The night was too quiet.

Not the peaceful kind that drifts softly over a village, the kind that lets crickets hum and fireflies blink lazily. No. This was the quiet that pressed down on you, heavy as wet cloth, making your ears ache and your heartbeat loud enough to echo through your skull.

Amara felt it the moment she stepped onto the road leading to the old compound. The path was overgrown, thick with weeds, and the moonlight struggled to reach the ground. Shadows stretched long and unnatural, swaying even though the air was still.

She shivered and tightened the strap of her bag across her shoulder. She had known, intellectually, that she would have to return to her grandmother's house sooner or later. But knowing it and walking up to it at midnight were two entirely different things.

The gate loomed ahead, rusted and crooked, flanked by two stone pillars cracked with age. Villagers had whispered about this place for as long as she could remember. Stories of disappearances, of children who played too close and never returned.

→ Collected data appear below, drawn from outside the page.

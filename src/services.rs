use serde::{Deserialize, Serialize};
use std::collections::HashMap;
use uuid::Uuid;

use crate::config::PlanTerms;
use crate::decimal::Money;
use crate::errors::Result;
use crate::plan::InstallmentPlan;
use crate::types::{CustomerId, PlanId, SaleId};

/// input for creating a sale
#[derive(Debug, Clone, PartialEq, Serialize, Deserialize)]
pub struct SaleInput {
    pub customer_id: CustomerId,
    pub total_amount: Money,
    pub line_items: Vec<SaleLineItem>,
}

#[derive(Debug, Clone, PartialEq, Serialize, Deserialize)]
pub struct SaleLineItem {
    pub product_id: String,
    pub quantity: u32,
    pub unit_price: Money,
}

/// a sale created by the external sale service
#[derive(Debug, Clone, PartialEq, Serialize, Deserialize)]
pub struct SaleRecord {
    pub id: SaleId,
    pub sale_number: String,
}

/// a payment account exposed by the finance service
#[derive(Debug, Clone, PartialEq, Serialize, Deserialize)]
pub struct PaymentAccount {
    pub id: Uuid,
    pub name: String,
    pub account_type: String,
}

/// stock on hand for a product at one location
#[derive(Debug, Clone, PartialEq, Serialize, Deserialize)]
pub struct StockLevel {
    pub location_id: Uuid,
    pub quantity: i64,
}

/// external sale processing contract
pub trait SaleService {
    fn create_sale(&mut self, input: &SaleInput) -> Result<SaleRecord>;
}

/// external installment plan persistence contract
pub trait InstallmentService {
    fn create_plan(&mut self, terms: &PlanTerms) -> Result<InstallmentPlan>;
    fn cancel_plan(&mut self, plan_id: PlanId) -> Result<()>;
    fn send_payment_reminder(&mut self, plan_id: PlanId) -> Result<()>;
    fn all_plans(&self) -> Result<Vec<InstallmentPlan>>;
}

/// external payment-account lookup contract
pub trait FinanceAccountService {
    fn payment_methods(&self) -> Result<Vec<PaymentAccount>>;
}

/// external stock lookup contract
///
/// batched on purpose: one call for all product ids, never one call
/// per product
pub trait StockService {
    fn stock_levels(&self, product_ids: &[String]) -> Result<HashMap<String, Vec<StockLevel>>>;
}
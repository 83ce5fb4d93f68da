pub mod filter;
pub mod stats;

use hourglass_rs::SafeTimeProvider;

use crate::plan::InstallmentPlan;

pub use filter::PlanFilter;
pub use stats::PlanStats;

/// a filtered, sorted view of a plan collection together with the
/// statistics computed over that same set
///
/// stats are never derived from a different set than the list shown,
/// so counts cannot silently disagree with the rows
#[derive(Debug, Clone)]
pub struct PlanView<'a> {
    pub plans: Vec<&'a InstallmentPlan>,
    pub stats: PlanStats,
}

/// single entry point for list views
pub struct PlanQuery;

impl PlanQuery {
    /// apply the filter, sort the result, and compute stats over it
    pub fn run<'a>(
        plans: &'a [InstallmentPlan],
        filter: &PlanFilter,
        time_provider: &SafeTimeProvider,
    ) -> PlanView<'a> {
        let mut matched: Vec<&InstallmentPlan> =
            plans.iter().filter(|p| filter.matches(p)).collect();
        filter.sort(&mut matched);

        let stats = PlanStats::compute(&matched, time_provider);

        PlanView { plans: matched, stats }
    }
}
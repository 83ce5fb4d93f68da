/// json state - plans and schedules round-trip through serde
use chrono::{NaiveDate, TimeZone, Utc};
use installment_plan_rs::{
    EventStore, InstallmentPlan, Money, PaymentFrequency, PlanTermsBuilder, SafeTimeProvider,
    TimeSource, Uuid,
};

fn main() -> Result<(), Box<dyn std::error::Error>> {
    let time = SafeTimeProvider::new(TimeSource::Test(
        Utc.with_ymd_and_hms(2024, 1, 1, 9, 0, 0).unwrap(),
    ));
    let mut events = EventStore::new();

    let terms = PlanTermsBuilder::new()
        .customer(Uuid::new_v4(), "Asha Patel")
        .sale(Uuid::new_v4())
        .total_amount(Money::from_major(90_000))
        .first_payment(Money::from_major(30_000))
        .installments(3)
        .frequency(PaymentFrequency::Monthly)
        .start_date(NaiveDate::from_ymd_opt(2024, 1, 1).unwrap())
        .build()?;

    let plan = InstallmentPlan::create(terms, "INST-0001".to_string(), &time, &mut events)?;

    let json = serde_json::to_string_pretty(&plan)?;
    println!("{}", json);

    let restored: InstallmentPlan = serde_json::from_str(&json)?;
    assert_eq!(restored.balance_due, plan.balance_due);

    // the schedule is not persisted; regenerate it from the restored terms
    let schedule = restored.schedule(&time)?;
    println!("regenerated {} entries", schedule.len());

    Ok(())
}
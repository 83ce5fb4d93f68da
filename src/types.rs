use chrono::{Months, NaiveDate};
use serde::{Deserialize, Serialize};
use uuid::Uuid;

/// unique identifier for a plan
pub type PlanId = Uuid;

/// unique identifier for a sale
pub type SaleId = Uuid;

/// unique identifier for a customer
pub type CustomerId = Uuid;

/// spacing between regular installments
#[derive(Debug, Clone, Copy, PartialEq, Eq, Serialize, Deserialize)]
#[serde(rename_all = "snake_case")]
pub enum PaymentFrequency {
    Weekly,
    BiWeekly,
    Monthly,
}

impl PaymentFrequency {
    /// step a date forward by `units` frequency periods
    ///
    /// monthly stepping uses calendar months with the date library's
    /// month-end clamping (jan 31 + 1 month = feb 28/29)
    pub fn step(&self, date: NaiveDate, units: u32) -> NaiveDate {
        match self {
            PaymentFrequency::Weekly => date + chrono::Duration::days(7 * units as i64),
            PaymentFrequency::BiWeekly => date + chrono::Duration::days(14 * units as i64),
            PaymentFrequency::Monthly => date
                .checked_add_months(Months::new(units))
                .unwrap_or(NaiveDate::MAX),
        }
    }

    /// one period after the given date
    pub fn next_after(&self, date: NaiveDate) -> NaiveDate {
        self.step(date, 1)
    }
}

/// plan status
#[derive(Debug, Clone, Copy, PartialEq, Eq, Serialize, Deserialize)]
#[serde(rename_all = "snake_case")]
pub enum PlanStatus {
    /// payments outstanding, all mutations legal
    Active,
    /// balance fully paid
    Completed,
    /// written off after sustained non-payment
    Defaulted,
    /// voided by the business; no further payments accepted
    Cancelled,
}

impl PlanStatus {
    /// completed, defaulted and cancelled accept no further transitions
    pub fn is_terminal(&self) -> bool {
        !matches!(self, PlanStatus::Active)
    }
}

impl std::fmt::Display for PlanStatus {
    fn fmt(&self, f: &mut std::fmt::Formatter<'_>) -> std::fmt::Result {
        let s = match self {
            PlanStatus::Active => "active",
            PlanStatus::Completed => "completed",
            PlanStatus::Defaulted => "defaulted",
            PlanStatus::Cancelled => "cancelled",
        };
        write!(f, "{}", s)
    }
}

/// schedule entry status
#[derive(Debug, Clone, Copy, PartialEq, Eq, Serialize, Deserialize)]
#[serde(rename_all = "snake_case")]
pub enum EntryStatus {
    Paid,
    Pending,
    Overdue,
}

/// sortable plan attributes for list views
#[derive(Debug, Clone, Copy, PartialEq, Eq, Serialize, Deserialize)]
#[serde(rename_all = "snake_case")]
pub enum SortKey {
    CreatedAt,
    PlanNumber,
    TotalAmount,
    NextPaymentDate,
}

/// sort direction
#[derive(Debug, Clone, Copy, PartialEq, Eq, Serialize, Deserialize)]
#[serde(rename_all = "snake_case")]
pub enum SortDirection {
    Ascending,
    Descending,
}

/// format a sequential plan number, e.g. INST-0042
pub fn format_plan_number(sequence: u32) -> String {
    format!("INST-{:04}", sequence)
}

Whispers of shadows in the windows, lights flickering, and cries echoing into the night.

Amara's fingers brushed the cold iron of the gate. A warning crept into her mind, a thread of fear twisting through her chest.

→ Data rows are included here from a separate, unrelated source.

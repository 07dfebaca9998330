use std::path::{Path, PathBuf};

use anyhow::bail;
use tracing::{debug, instrument, trace};

#[instrument]
fn try_assets_directory(path: &Path, clip_prefix: &str) -> Option<PathBuf> {
    debug!("Trying assets directory {:?}...", path);
    if !path.is_dir() {
        debug!("Cannot use {:?} as assets directory, not a directory", path);
        return None;
    }

    let clips = path.join(clip_prefix);
    if !clips.is_dir() {
        trace!("Cannot use {:?} as assets directory, no {:?} in it", path, clip_prefix);
        return None;
    }

    path.canonicalize().ok()
}

/// Implements the logic for locating the clips.
///
/// The assets directory is expected to contain the clip folder (`Audios` by default).
///
/// The candidate asset directories are (in order)
/// 1. The directory specified on the command line with the `--assets-dir` option
/// 2. The directory specified in the `CLARION_ASSETS` environment variable
/// 3. The directory "assets" next to the executable
/// 4. The directory "assets" in the current working directory
/// 5. The "clarion/assets" directory in the user's shared data directory (see [`dirs_next::data_dir`])
pub fn locate_assets(cli_assets: Option<&Path>, clip_prefix: &str) -> anyhow::Result<PathBuf> {
    let mut try_list = Vec::new();

    if let Some(cli_assets) = cli_assets {
        try_list.push(cli_assets.to_path_buf());
    }

    if let Some(env_assets) = std::env::var_os("CLARION_ASSETS") {
        try_list.push(PathBuf::from(env_assets));
    }

    if let Some(exe_assets) = std::env::current_exe()?.parent().map(|p| p.join("assets")) {
        try_list.push(exe_assets);
    }

    try_list.push(std::env::current_dir()?.join("assets"));

    if let Some(shared_assets) = dirs_next::data_dir().map(|p| p.join("clarion").join("assets")) {
        try_list.push(shared_assets);
    }

    for path in try_list.iter() {
        if let Some(result) = try_assets_directory(path, clip_prefix) {
            debug!("Using assets directory {:?}", result);
            return Ok(result);
        }
    }

    bail!("Failed to locate assets directory, tried: {:#?}", try_list);
}
//! Traits for the collaborators the manager delegates to: the audio engine that owns the actual
//! playable channels, and the asset loader producing clip payloads.

use std::time::Duration;

use crate::{channel::ChannelCategory, clip::Clip, error::LoadError};

/// Opaque audio data owned by the engine.
pub trait ClipPayload: 'static {
    fn duration(&self) -> Duration;
}

/// A single playable unit, able to hold one clip at a time.
pub trait AudioChannel: 'static {
    type Payload: ClipPayload;

    fn set_clip(&mut self, clip: &Clip<Self::Payload>);
    fn set_volume(&mut self, volume: f32);
    fn set_looped(&mut self, looped: bool);

    /// Starts (or restarts) playback of the current clip.
    fn play(&mut self);
    /// Stops playback. After this call [`AudioChannel::is_playing`] must return `false`.
    fn stop(&mut self);
    fn is_playing(&self) -> bool;

    /// Toggles the channel between active and parked. Used to model pooled reuse.
    fn set_active(&mut self, active: bool);
}

pub trait AudioEngine: 'static {
    type Payload: ClipPayload;
    type Channel: AudioChannel<Payload = Self::Payload>;

    /// Creates a new channel.
    ///
    /// Channel creation is assumed to always succeed. If the engine can't create one, it should panic.
    fn create_channel(&mut self, category: ChannelCategory, label: &str) -> Self::Channel;
}

pub trait AssetLoader<P>: 'static {
    /// Loads the asset at the given logical path.
    ///
    /// Should return [`LoadError::NotFound`] if there is no such asset.
    fn load(&mut self, path: &str) -> Result<P, LoadError>;

    /// Releases the payload previously returned by [`AssetLoader::load`].
    fn unload(&mut self, path: &str, payload: &P);
}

"You're imagining things," she whispered to herself. But even as she said it, her voice sounded strange in the thick air—too loud, too foreign, too weak.

The gate creaked on its hinges as she pushed it open. The sound split the night, a single note of warning that seemed to wake the house itself.

She froze.

The compound spread out before her, larger than she remembered. The house sat at the center like a predator lying in wait. Its windows were dark, some shattered, jagged glass reflecting the faint moonlight like sharp teeth. The roof sagged in the middle, shingles missing, exposing beams that looked like the ribs of a corpse.

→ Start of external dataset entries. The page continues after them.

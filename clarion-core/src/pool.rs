use std::collections::VecDeque;

use indexmap::IndexSet;
use tracing::{debug, trace};

use crate::{
    backend::{AudioChannel, AudioEngine},
    channel::{Channel, ChannelCategory, ChannelId},
};

/// A growth-only pool of sound channels.
///
/// Channels live in an arena and are addressed by slot index. Each slot is at all times either
/// in the free list or in the in-use set, never both. Slots are never destroyed, only parked.
pub struct SoundPool<C: AudioChannel> {
    slots: Vec<Channel<C>>,
    free: VecDeque<usize>,
    in_use: IndexSet<usize>,
}

impl<C: AudioChannel> SoundPool<C> {
    pub fn new() -> Self {
        Self {
            slots: Vec::new(),
            free: VecDeque::new(),
            in_use: IndexSet::new(),
        }
    }

    fn create<E>(&mut self, engine: &mut E) -> usize
    where
        E: AudioEngine<Channel = C>,
    {
        let index = self.slots.len();
        let id = ChannelId::Sound(index);
        debug!("Creating sound channel {}", id);

        let backend = engine.create_channel(ChannelCategory::Sound, &id.to_string());
        self.slots.push(Channel::new(id, backend));
        index
    }

    /// Creates `count` channels up-front and parks them in the free list.
    pub(crate) fn prewarm<E>(&mut self, engine: &mut E, count: usize)
    where
        E: AudioEngine<Channel = C>,
    {
        for _ in 0..count {
            let index = self.create(engine);
            self.slots[index].set_active(false);
            self.free.push_back(index);
        }
    }

    /// Lends a channel, reusing a parked one if possible.
    ///
    /// Never fails: when the free list is empty a new channel is created and handed out directly.
    pub(crate) fn acquire<E>(&mut self, engine: &mut E) -> ChannelId
    where
        E: AudioEngine<Channel = C>,
    {
        let index = match self.free.pop_front() {
            Some(index) => {
                self.slots[index].set_active(true);
                index
            }
            None => self.create(engine),
        };

        self.in_use.insert(index);
        ChannelId::Sound(index)
    }

    /// Stops the channel and returns it to the free list.
    ///
    /// Releasing a channel that is already free does nothing. Returns whether the channel was moved.
    pub(crate) fn release(&mut self, index: usize) -> bool {
        if self.free.contains(&index) {
            trace!("Sound channel sound-{} is already free", index);
            return false;
        }
        let Some(channel) = self.slots.get_mut(index) else {
            return false;
        };

        debug!("Recycling sound channel {}", channel.id());
        channel.stop();
        channel.set_active(false);
        self.in_use.shift_remove(&index);
        self.free.push_back(index);
        true
    }

    pub(crate) fn get(&self, index: usize) -> Option<&Channel<C>> {
        self.slots.get(index)
    }

    pub(crate) fn get_mut(&mut self, index: usize) -> Option<&mut Channel<C>> {
        self.slots.get_mut(index)
    }

    /// Stops every channel currently lent out, without taking it back.
    pub(crate) fn stop_in_use(&mut self) {
        for &index in &self.in_use {
            self.slots[index].stop();
        }
    }

    pub fn in_use(&self) -> impl Iterator<Item = ChannelId> + '_ {
        self.in_use.iter().map(|&i| ChannelId::Sound(i))
    }

    pub fn free(&self) -> impl Iterator<Item = ChannelId> + '_ {
        self.free.iter().map(|&i| ChannelId::Sound(i))
    }

    pub fn is_free(&self, index: usize) -> bool {
        self.free.contains(&index)
    }

    pub fn is_in_use(&self, index: usize) -> bool {
        self.in_use.contains(&index)
    }

    pub fn free_count(&self) -> usize {
        self.free.len()
    }

    pub fn in_use_count(&self) -> usize {
        self.in_use.len()
    }

    /// Total number of channels ever created.
    pub fn capacity(&self) -> usize {
        self.slots.len()
    }
}
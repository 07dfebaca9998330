use std::path::Path;

use anyhow::{Context, Result};
use clarion_audio::KiraSettings;
use clarion_core::AudioSettings;
use serde::Deserialize;
use tracing::debug;

/// Contents of the YAML configuration file. Every field is optional.
#[derive(Debug, Default, Clone, PartialEq, Deserialize)]
#[serde(default, deny_unknown_fields)]
pub struct Config {
    pub audio: AudioSettings,
    pub kira: KiraSettings,
}

impl Config {
    pub fn parse(yaml: &str) -> Result<Self> {
        serde_yaml::from_str(yaml).context("Parsing configuration")
    }

    pub fn load(path: Option<&Path>) -> Result<Self> {
        let Some(path) = path else {
            debug!("No configuration file given, using defaults");
            return Ok(Self::default());
        };

        let yaml = std::fs::read_to_string(path)
            .with_context(|| format!("Reading configuration file {:?}", path))?;
        Self::parse(&yaml).with_context(|| format!("Loading configuration file {:?}", path))
    }
}
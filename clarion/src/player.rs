use std::time::{Duration, Instant};

use anyhow::{Context, Result};
use clarion_core::{AssetLoader, AudioEngine, AudioManager, PlayRequest};
use clarion_tasks::Scheduler;
use tracing::{info, warn};

#[derive(Debug, Clone, Default)]
pub struct PlayPlan {
    pub bgm: Option<String>,
    pub loop_bgm: bool,
    pub voice: Option<String>,
    pub sounds: Vec<String>,
    pub volume: f32,
}

fn logged_request(name: &str, volume: f32) -> PlayRequest {
    let (begin_name, end_name) = (name.to_string(), name.to_string());
    PlayRequest::new(name, volume)
        .on_begin(move || info!("Playing {}", begin_name))
        .on_end(move || info!("Finished {}", end_name))
}

/// Starts every playback in the plan.
pub fn start<E, L>(manager: &AudioManager<E, L>, plan: &PlayPlan) -> Result<()>
where
    E: AudioEngine,
    L: AssetLoader<E::Payload>,
{
    if let Some(bgm) = &plan.bgm {
        manager
            .play_bgm(logged_request(bgm, plan.volume).looped(plan.loop_bgm))
            .with_context(|| format!("Playing BGM {:?}", bgm))?;
    }
    if let Some(voice) = &plan.voice {
        manager
            .play_voice(logged_request(voice, plan.volume))
            .with_context(|| format!("Playing voice {:?}", voice))?;
    }
    for sound in &plan.sounds {
        manager
            .play_sound(logged_request(sound, plan.volume))
            .with_context(|| format!("Playing sound {:?}", sound))?;
    }

    Ok(())
}

/// Ticks the scheduler at `tick_rate` until every task is done.
///
/// Once `time_limit` passes, `on_time_limit` is called (it is expected to stop all channels) and the
/// loop gives the tasks one more tick to finish. Returns the number of ticks run.
pub fn run_until_idle(
    scheduler: &Scheduler,
    tick_rate: u32,
    time_limit: Option<Duration>,
    on_time_limit: impl FnOnce(),
) -> u64 {
    let period = Duration::from_secs_f64(1.0 / tick_rate.max(1) as f64);
    let start = Instant::now();
    let mut on_time_limit = Some(on_time_limit);
    let mut ticks = 0;

    loop {
        scheduler.tick();
        ticks += 1;

        if scheduler.is_idle() {
            break;
        }

        if on_time_limit.is_none() {
            warn!("Tasks still running after stopping everything, giving up");
            break;
        }

        if time_limit.is_some_and(|limit| start.elapsed() >= limit) {
            info!("Time limit reached, stopping");
            if let Some(on_time_limit) = on_time_limit.take() {
                on_time_limit();
            }
            continue;
        }

        std::thread::sleep(period);
    }

    ticks
}
use std::{fmt, sync::Arc};

use tracing::debug;

use crate::{backend::AudioChannel, clip::Clip};

#[derive(Debug, Clone, Copy, PartialEq, Eq, Hash)]
pub enum ChannelCategory {
    Bgm,
    Voice,
    Sound,
}

impl ChannelCategory {
    /// Whether playback in this category loops when the caller doesn't say otherwise.
    pub fn loops_by_default(self) -> bool {
        matches!(self, ChannelCategory::Bgm)
    }
}

/// Identifies a channel owned by an [`AudioManager`](crate::AudioManager).
///
/// Sound channels are addressed by their slot index in the pool. Slots are never freed, so an id
/// stays valid for the lifetime of the manager.
#[derive(Debug, Clone, Copy, PartialEq, Eq, Hash)]
pub enum ChannelId {
    Bgm,
    Voice,
    Sound(usize),
}

impl ChannelId {
    pub fn category(self) -> ChannelCategory {
        match self {
            ChannelId::Bgm => ChannelCategory::Bgm,
            ChannelId::Voice => ChannelCategory::Voice,
            ChannelId::Sound(_) => ChannelCategory::Sound,
        }
    }

    pub fn is_pooled(self) -> bool {
        matches!(self, ChannelId::Sound(_))
    }
}

impl fmt::Display for ChannelId {
    fn fmt(&self, f: &mut fmt::Formatter<'_>) -> fmt::Result {
        match self {
            ChannelId::Bgm => write!(f, "bgm"),
            ChannelId::Voice => write!(f, "voice"),
            ChannelId::Sound(index) => write!(f, "sound-{}", index),
        }
    }
}

/// A snapshot of the channel state, as seen by the manager.
#[derive(Debug, Clone, PartialEq)]
pub struct ChannelInfo {
    pub id: ChannelId,
    pub clip: Option<String>,
    pub volume: f32,
    pub looped: bool,
    pub playing: bool,
    pub active: bool,
}

pub(crate) struct Channel<C: AudioChannel> {
    id: ChannelId,
    backend: C,
    clip: Option<Arc<Clip<C::Payload>>>,
    volume: f32,
    looped: bool,
    active: bool,
}

impl<C: AudioChannel> Channel<C> {
    pub fn new(id: ChannelId, backend: C) -> Self {
        Self {
            id,
            backend,
            clip: None,
            volume: 1.0,
            looped: false,
            active: true,
        }
    }

    pub fn id(&self) -> ChannelId {
        self.id
    }

    /// Puts the clip and playback parameters on the channel, replacing whatever was there.
    pub fn assign(&mut self, clip: Arc<Clip<C::Payload>>, volume: f32, looped: bool) {
        self.backend.set_clip(&clip);
        self.backend.set_volume(volume);
        self.backend.set_looped(looped);

        self.clip = Some(clip);
        self.volume = volume;
        self.looped = looped;
    }

    pub fn play(&mut self) {
        self.backend.play();
    }

    pub fn stop(&mut self) {
        self.backend.stop();
    }

    pub fn is_playing(&self) -> bool {
        self.backend.is_playing()
    }

    pub fn set_active(&mut self, active: bool) {
        if self.active != active {
            debug!("Channel {} active: {}", self.id, active);
        }
        self.active = active;
        self.backend.set_active(active);
    }

    pub fn info(&self) -> ChannelInfo {
        ChannelInfo {
            id: self.id,
            clip: self.clip.as_ref().map(|c| c.name().to_string()),
            volume: self.volume,
            looped: self.looped,
            playing: self.backend.is_playing(),
            active: self.active,
        }
    }
}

A twisted mango tree stretched beside the house, its branches curling upward like skeletal fingers, scratching at the sky. A cold wind whispered through the leaves, carrying a faint smell of rot—wood, earth, and something worse.

Amara swallowed. Her throat was dry.

Her grandmother had left her this house, her inheritance, but no one in the village had wanted it. No one had stepped foot inside for twenty years. Children were forbidden to play near it; elders lowered their voices even when speaking about it.

"They call it…" she whispered, almost afraid to finish the thought. "…the House of the Helpless Soul."

The words hung in the air. A sense of dread pressed down on her chest, making it hard to breathe.

She adjusted her bag and walked toward the front door. Her footsteps sounded unnaturally loud on the cracked stone path, each echo bouncing off the walls of the compound.

The door loomed in front of her, blackened with age. As if sensing her hesitation, it creaked opened Alone By itself.

Amara's stomach dropped. Her hands shook as she stepped inside.

The house smelled of decay and old wood, thick and suffocating. Dust floated in the air like motes of ash. Every step she took on the floorboards made a groaning sound that seemed louder than it should have been, as if the house were alive and resentful of her intrusion.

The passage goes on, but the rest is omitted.